B Romanowski1, E Forsey, E Prasad, S Lukehart, M Tam, E W Hook.   

Abstract

Definitive diagnosis of early syphilis currently requires dark-field microscopy and/or a newly reactive serologic test for syphilis. The efficacy of dark-field microscopy depends on the availability of a microscope, the skill of the clinician in obtaining a specimen, and the expertise of the microscopist. Serologic diagnosis may be affected by the delay between the appearance of the primary chancre and the onset of serologic reactivity. We used a pathogen-specific fluorescein-conjugated monoclonal antibody to examine lesion exudates from 128 consecutive patients and compared these data with results of dark-field microscopy, the rapid plasma reagin (RPR) test, and the fluorescent treponemal antibody-absorbed (FTA-Abs) test. The monoclonal antibody test demonstrated Treponema pallidum in 48 (73%) of 66 patients with infectious syphilis, while dark-field microscopy was positive for 52 (79%) of 66 patients. None of 62 patients without syphilis was positive by either test. The FTA-Abs test was reactive for 61 patients (92%) of the 66 with infectious syphilis.

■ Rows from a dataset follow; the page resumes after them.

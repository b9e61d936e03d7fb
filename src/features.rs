// src/features.rs
use serde::{Deserialize, Serialize};

#[derive(Clone, Copy, Debug, PartialEq, Eq, Hash)]
pub enum FeatureId {
    ViewUnlimited,
    View50,
    View25,
    View10,
    View5,
    MessageUnlimited,
    Message50,
    Message25,
    Message10,
    Message5,
    FavoritesUnlimited,
    Favorites50,
    Favorites25,
    Favorites10,
    Favorites5,
    AdvancedFilter,
    PositionFilter,
    VideoAccess,
    ContactInfo,
    DetailedStats,
    PrioritySupport,
    FeaturedBadge,
}

impl FeatureId {
    pub fn as_str(&self) -> &'static str {
        match self {
            FeatureId::ViewUnlimited => "view_unlimited",
            FeatureId::View50 => "view_50",
            FeatureId::View25 => "view_25",
            FeatureId::View10 => "view_10",
            FeatureId::View5 => "view_5",
            FeatureId::MessageUnlimited => "message_unlimited",
            FeatureId::Message50 => "message_50",
            FeatureId::Message25 => "message_25",
            FeatureId::Message10 => "message_10",
            FeatureId::Message5 => "message_5",
            FeatureId::FavoritesUnlimited => "favorites_unlimited",
            FeatureId::Favorites50 => "favorites_50",
            FeatureId::Favorites25 => "favorites_25",
            FeatureId::Favorites10 => "favorites_10",
            FeatureId::Favorites5 => "favorites_5",
            FeatureId::AdvancedFilter => "advanced_filter",
            FeatureId::PositionFilter => "position_filter",
            FeatureId::VideoAccess => "video_access",
            FeatureId::ContactInfo => "contact_info",
            FeatureId::DetailedStats => "detailed_stats",
            FeatureId::PrioritySupport => "priority_support",
            FeatureId::FeaturedBadge => "featured_badge",
        }
    }

    /// Текст метки, как его вводит администратор в списке возможностей плана.
    pub fn label(&self) -> &'static str {
        match self {
            FeatureId::ViewUnlimited => "مشاهدة غير محدودة للاعبين",
            FeatureId::View50 => "مشاهدة 50 لاعب",
            FeatureId::View25 => "مشاهدة 25 لاعب",
            FeatureId::View10 => "مشاهدة 10 لاعبين",
            FeatureId::View5 => "مشاهدة 5 لاعبين",
            FeatureId::MessageUnlimited => "رسائل غير محدودة",
            FeatureId::Message50 => "50 رسالة شهرياً",
            FeatureId::Message25 => "25 رسالة شهرياً",
            FeatureId::Message10 => "10 رسائل شهرياً",
            FeatureId::Message5 => "5 رسائل شهرياً",
            FeatureId::FavoritesUnlimited => "قائمة مفضلة غير محدودة",
            FeatureId::Favorites50 => "حفظ 50 لاعب في المفضلة",
            FeatureId::Favorites25 => "حفظ 25 لاعب في المفضلة",
            FeatureId::Favorites10 => "حفظ 10 لاعبين في المفضلة",
            FeatureId::Favorites5 => "حفظ 5 لاعبين في المفضلة",
            FeatureId::AdvancedFilter => "الفلترة المتقدمة",
            FeatureId::PositionFilter => "الفلترة حسب المركز",
            FeatureId::VideoAccess => "مشاهدة فيديوهات اللاعبين",
            FeatureId::ContactInfo => "بيانات التواصل المباشر",
            FeatureId::DetailedStats => "إحصائيات مفصلة",
            FeatureId::PrioritySupport => "دعم فني بأولوية",
            FeatureId::FeaturedBadge => "شارة النادي المميز",
        }
    }
}

// Порядок важен: от самого щедрого уровня к самому скромному
const VIEW_TIERS: [(FeatureId, Quota); 5] = [
    (FeatureId::ViewUnlimited, Quota::Unlimited),
    (FeatureId::View50, Quota::Limited(50)),
    (FeatureId::View25, Quota::Limited(25)),
    (FeatureId::View10, Quota::Limited(10)),
    (FeatureId::View5, Quota::Limited(5)),
];

const MESSAGE_TIERS: [(FeatureId, Quota); 5] = [
    (FeatureId::MessageUnlimited, Quota::Unlimited),
    (FeatureId::Message50, Quota::Limited(50)),
    (FeatureId::Message25, Quota::Limited(25)),
    (FeatureId::Message10, Quota::Limited(10)),
    (FeatureId::Message5, Quota::Limited(5)),
];

const FAVORITE_TIERS: [(FeatureId, Quota); 5] = [
    (FeatureId::FavoritesUnlimited, Quota::Unlimited),
    (FeatureId::Favorites50, Quota::Limited(50)),
    (FeatureId::Favorites25, Quota::Limited(25)),
    (FeatureId::Favorites10, Quota::Limited(10)),
    (FeatureId::Favorites5, Quota::Limited(5)),
];

pub const DEFAULT_PLAYER_VIEWS: Quota = Quota::Limited(5);
pub const DEFAULT_MESSAGES: Quota = Quota::Limited(5);
pub const DEFAULT_FAVORITES: Quota = Quota::Limited(5);

/// Месячная квота. В JSON и в БД безлимит кодируется как `-1`.
#[derive(Clone, Copy, Debug, PartialEq, Eq, Serialize, Deserialize)]
#[serde(from = "i32", into = "i32")]
pub enum Quota {
    Limited(u32),
    Unlimited,
}

impl Quota {
    pub const UNLIMITED_SENTINEL: i32 = -1;

    pub fn allows(&self, used: i32) -> bool {
        match self {
            Quota::Unlimited => true,
            Quota::Limited(limit) => i64::from(used) < i64::from(*limit),
        }
    }
}

impl From<i32> for Quota {
    fn from(value: i32) -> Self {
        if value < 0 {
            Quota::Unlimited
        } else {
            Quota::Limited(value as u32)
        }
    }
}

impl From<Quota> for i32 {
    fn from(quota: Quota) -> Self {
        match quota {
            Quota::Unlimited => Quota::UNLIMITED_SENTINEL,
            Quota::Limited(limit) => i32::try_from(limit).unwrap_or(i32::MAX),
        }
    }
}

#[derive(Serialize, Deserialize, Clone, Debug, PartialEq, Eq)]
#[serde(rename_all = "camelCase")]
pub struct ResolvedLimits {
    pub player_views: Quota,
    pub messages: Quota,
    pub favorites: Quota,
    pub has_advanced_filter: bool,
    pub has_position_filter: bool,
    pub has_video_access: bool,
    pub has_contact_info: bool,
    pub has_detailed_stats: bool,
    pub has_priority_support: bool,
    pub has_featured_badge: bool,
}

impl Default for ResolvedLimits {
    fn default() -> Self {
        resolve_limits(&[])
    }
}

pub fn plan_has_feature(features: &[String], id: FeatureId) -> bool {
    let label = id.label();
    features
        .iter()
        .any(|feature| feature.trim() == id.as_str() || feature.contains(label))
}

fn resolve_tier(features: &[String], tiers: &[(FeatureId, Quota)], default: Quota) -> Quota {
    tiers
        .iter()
        .find(|(id, _)| plan_has_feature(features, *id))
        .map(|(_, quota)| *quota)
        .unwrap_or(default)
}

pub fn resolve_limits(features: &[String]) -> ResolvedLimits {
    let has_advanced_filter = plan_has_feature(features, FeatureId::AdvancedFilter);

    ResolvedLimits {
        player_views: resolve_tier(features, &VIEW_TIERS, DEFAULT_PLAYER_VIEWS),
        messages: resolve_tier(features, &MESSAGE_TIERS, DEFAULT_MESSAGES),
        favorites: resolve_tier(features, &FAVORITE_TIERS, DEFAULT_FAVORITES),
        has_advanced_filter,
        // Расширенная фильтрация включает фильтр по позиции
        has_position_filter: has_advanced_filter
            || plan_has_feature(features, FeatureId::PositionFilter),
        has_video_access: plan_has_feature(features, FeatureId::VideoAccess),
        has_contact_info: plan_has_feature(features, FeatureId::ContactInfo),
        has_detailed_stats: plan_has_feature(features, FeatureId::DetailedStats),
        has_priority_support: plan_has_feature(features, FeatureId::PrioritySupport),
        has_featured_badge: plan_has_feature(features, FeatureId::FeaturedBadge),
    }
}
pub mod export;
pub mod import;
pub mod template;

// Re-export main functions for convenience
pub use export::{convert_file, ConversionSummary, ConvertOptions, Converter, INDEX_FILE_NAME};
pub use import::{load_document, parse_document, repair_markup};
pub use template::RecordTemplate;
use super::import::load_document;
use super::template::RecordTemplate;
use crate::config::{Config, DEFAULT_RECORD_TEMPLATE};
use crate::error::{MarktreeError, Result};
use crate::fs::{FileSystem, LocalFs};
use crate::models::bookmark::BookmarkNode;
use crate::record::ConversionRecord;
use crate::utils;
use chrono::{DateTime, Utc};
use log::{info, warn};
use std::io::Write;
use std::path::{Path, PathBuf};

/// Index file written into every folder directory, and into the root when it holds links
pub const INDEX_FILE_NAME: &str = "Readme.md";

/// Options of a single conversion run
#[derive(Debug, Clone, PartialEq, Eq)]
pub struct ConvertOptions {
    pub keep_empty: bool,
    pub record_template: String,
}

impl Default for ConvertOptions {
    fn default() -> Self {
        Self {
            keep_empty: false,
            record_template: DEFAULT_RECORD_TEMPLATE.to_string(),
        }
    }
}

impl From<&Config> for ConvertOptions {
    fn from(config: &Config) -> Self {
        Self {
            keep_empty: config.keep_empty,
            record_template: config.record_template.clone(),
        }
    }
}

/// What a successful run produced
#[derive(Debug, Clone, PartialEq, Eq)]
pub struct ConversionSummary {
    pub root: PathBuf,
    pub folders: usize,
    pub links: usize,
    pub removed: usize,
    pub stamped: usize,
}

#[derive(Debug, Default)]
struct WalkStats {
    folders: usize,
    links: usize,
}

/// Mirrors a bookmark tree as directories with one Markdown index each
///
/// A run is all or nothing: when any step fails, everything created so far
/// is deleted again before the error is returned.
pub struct Converter<F: FileSystem = LocalFs> {
    fs: F,
    keep_empty: bool,
    template: RecordTemplate,
}

impl Converter<LocalFs> {
    pub fn local(options: &ConvertOptions) -> Result<Self> {
        Self::new(LocalFs, options)
    }
}

impl<F: FileSystem> Converter<F> {
    /// Fails on an invalid record template, before anything touches the disk
    pub fn new(fs: F, options: &ConvertOptions) -> Result<Self> {
        Ok(Self {
            fs,
            keep_empty: options.keep_empty,
            template: RecordTemplate::parse(&options.record_template)?,
        })
    }

    pub fn convert(&self, root: &BookmarkNode, destination: &Path) -> Result<ConversionSummary> {
        let BookmarkNode::Folder {
            created_at,
            modified_at,
            children,
            ..
        } = root
        else {
            return Err(MarktreeError::Parse(
                "bookmark document root must be a folder".to_string(),
            ));
        };

        let mut record = ConversionRecord::new();
        let mut stats = WalkStats::default();

        let outcome = self.write_folder(
            destination,
            *created_at,
            *modified_at,
            children,
            true,
            &mut record,
            &mut stats,
        );

        let created = record.len();
        let report = record.finalize(&self.fs, outcome.is_err(), self.keep_empty);

        match outcome {
            Ok(()) => {
                info!(
                    "Converted {} folder(s) and {} link(s) into {:?} ({} pruned)",
                    stats.folders, stats.links, destination, report.removed
                );
                Ok(ConversionSummary {
                    root: destination.to_path_buf(),
                    folders: stats.folders,
                    links: stats.links,
                    removed: report.removed,
                    stamped: report.stamped,
                })
            }
            Err(e) => {
                warn!(
                    "Conversion into {:?} failed, rolled back {} of {} created entities",
                    destination, report.removed, created
                );
                Err(e)
            }
        }
    }

    /// Create `dir` with its index file and fill both from `children`
    ///
    /// With `index_on_demand` the index is only created once the first link
    /// needs it. The index stays open only while this folder's subtree is
    /// written.
    #[allow(clippy::too_many_arguments)]
    fn write_folder(
        &self,
        dir: &Path,
        created_at: DateTime<Utc>,
        modified_at: DateTime<Utc>,
        children: &[BookmarkNode],
        index_on_demand: bool,
        record: &mut ConversionRecord,
        stats: &mut WalkStats,
    ) -> Result<()> {
        self.fs
            .create_dir(dir)
            .map_err(|e| MarktreeError::filesystem(dir, e))?;
        record.created_directory(dir, created_at, modified_at);

        let index_path = dir.join(INDEX_FILE_NAME);
        let mut index = if index_on_demand {
            None
        } else {
            Some(self.open_index(&index_path, created_at, modified_at, record)?)
        };

        for child in children {
            match child {
                BookmarkNode::Folder {
                    name,
                    created_at,
                    modified_at,
                    children,
                } => {
                    let subdir = dir.join(utils::to_path_component(name));
                    self.write_folder(&subdir, *created_at, *modified_at, children, false, record, stats)?;
                    stats.folders += 1;
                }
                BookmarkNode::Link {
                    label,
                    url,
                    added_at,
                } => {
                    let writer = match &mut index {
                        Some(writer) => writer,
                        None => index.insert(self.open_index(
                            &index_path,
                            created_at,
                            modified_at,
                            record,
                        )?),
                    };
                    let line = self.template.render(label, url, added_at);
                    writeln!(writer, "{}", line)
                        .map_err(|e| MarktreeError::filesystem(&index_path, e))?;
                    record.wrote_record(&index_path);
                    stats.links += 1;
                }
            }
        }

        if let Some(mut writer) = index {
            writer
                .flush()
                .map_err(|e| MarktreeError::filesystem(&index_path, e))?;
        }
        Ok(())
    }

    fn open_index(
        &self,
        path: &Path,
        created_at: DateTime<Utc>,
        modified_at: DateTime<Utc>,
        record: &mut ConversionRecord,
    ) -> Result<F::Writer> {
        let writer = self
            .fs
            .create_file(path)
            .map_err(|e| MarktreeError::filesystem(path, e))?;
        record.created_file(path, created_at, modified_at);
        Ok(writer)
    }
}

/// Load `source` and mirror it into `output_dir/<source name without extension>`
pub fn convert_file(
    source: &Path,
    output_dir: &Path,
    options: &ConvertOptions,
) -> Result<ConversionSummary> {
    let converter = Converter::local(options)?;
    let document = load_document(source)?;
    let destination = output_dir.join(utils::output_name_for(source));
    converter.convert(&document, &destination)
}
use crate::error::{MarktreeError, Result};
use chrono::{DateTime, Local, Utc};

/// Format of the add-date slot
pub const DATE_FORMAT: &str = "%Y-%m-%d %H:%M";

#[derive(Debug, Clone, PartialEq, Eq)]
enum Segment {
    Literal(String),
    Label,
    Url,
    Date,
}

/// A validated three-slot record template
///
/// Slots are written `{0}`/`{label}`, `{1}`/`{url}` and `{2}`/`{date}`.
/// `{{` and `}}` stand for literal braces.
#[derive(Debug, Clone, PartialEq, Eq)]
pub struct RecordTemplate {
    segments: Vec<Segment>,
}

impl RecordTemplate {
    pub fn parse(template: &str) -> Result<Self> {
        let mut segments = Vec::new();
        let mut literal = String::new();
        let mut chars = template.chars().peekable();

        while let Some(c) = chars.next() {
            match c {
                '{' if chars.peek() == Some(&'{') => {
                    chars.next();
                    literal.push('{');
                }
                '{' => {
                    let mut slot = String::new();
                    let mut closed = false;
                    for n in chars.by_ref() {
                        if n == '}' {
                            closed = true;
                            break;
                        }
                        slot.push(n);
                    }
                    if !closed {
                        return Err(MarktreeError::Template(format!(
                            "unterminated slot '{{{}' in {:?}",
                            slot, template
                        )));
                    }
                    let segment = match slot.trim() {
                        "0" | "label" => Segment::Label,
                        "1" | "url" => Segment::Url,
                        "2" | "date" => Segment::Date,
                        other => {
                            return Err(MarktreeError::Template(format!(
                                "unknown slot '{{{}}}' in {:?}",
                                other, template
                            )))
                        }
                    };
                    if !literal.is_empty() {
                        segments.push(Segment::Literal(std::mem::take(&mut literal)));
                    }
                    segments.push(segment);
                }
                '}' if chars.peek() == Some(&'}') => {
                    chars.next();
                    literal.push('}');
                }
                '}' => {
                    return Err(MarktreeError::Template(format!(
                        "unmatched '}}' in {:?}",
                        template
                    )))
                }
                other => literal.push(other),
            }
        }

        if !literal.is_empty() {
            segments.push(Segment::Literal(literal));
        }

        Ok(Self { segments })
    }

    /// Render one record line, without line terminator
    pub fn render(&self, label: &str, url: &str, added_at: &DateTime<Utc>) -> String {
        let date = format_add_date(added_at);
        let mut line = String::new();
        for segment in &self.segments {
            match segment {
                Segment::Literal(text) => line.push_str(text),
                Segment::Label => line.push_str(label),
                Segment::Url => line.push_str(url),
                Segment::Date => line.push_str(&date),
            }
        }
        line
    }
}

/// Human readable add date in local time
pub fn format_add_date(added_at: &DateTime<Utc>) -> String {
    added_at.with_timezone(&Local).format(DATE_FORMAT).to_string()
}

Thus the fluorescent monoclonal antibody test for detection of T. pallidum in direct smears is as sensitive and specific as dark-field microscopy for the diagnosis of infectious syphilis. It has the potential to provide a convenient, accurate means for definitive diagnosis of genital ulcer disease by health care personnel without ready access to dark-field microscopy.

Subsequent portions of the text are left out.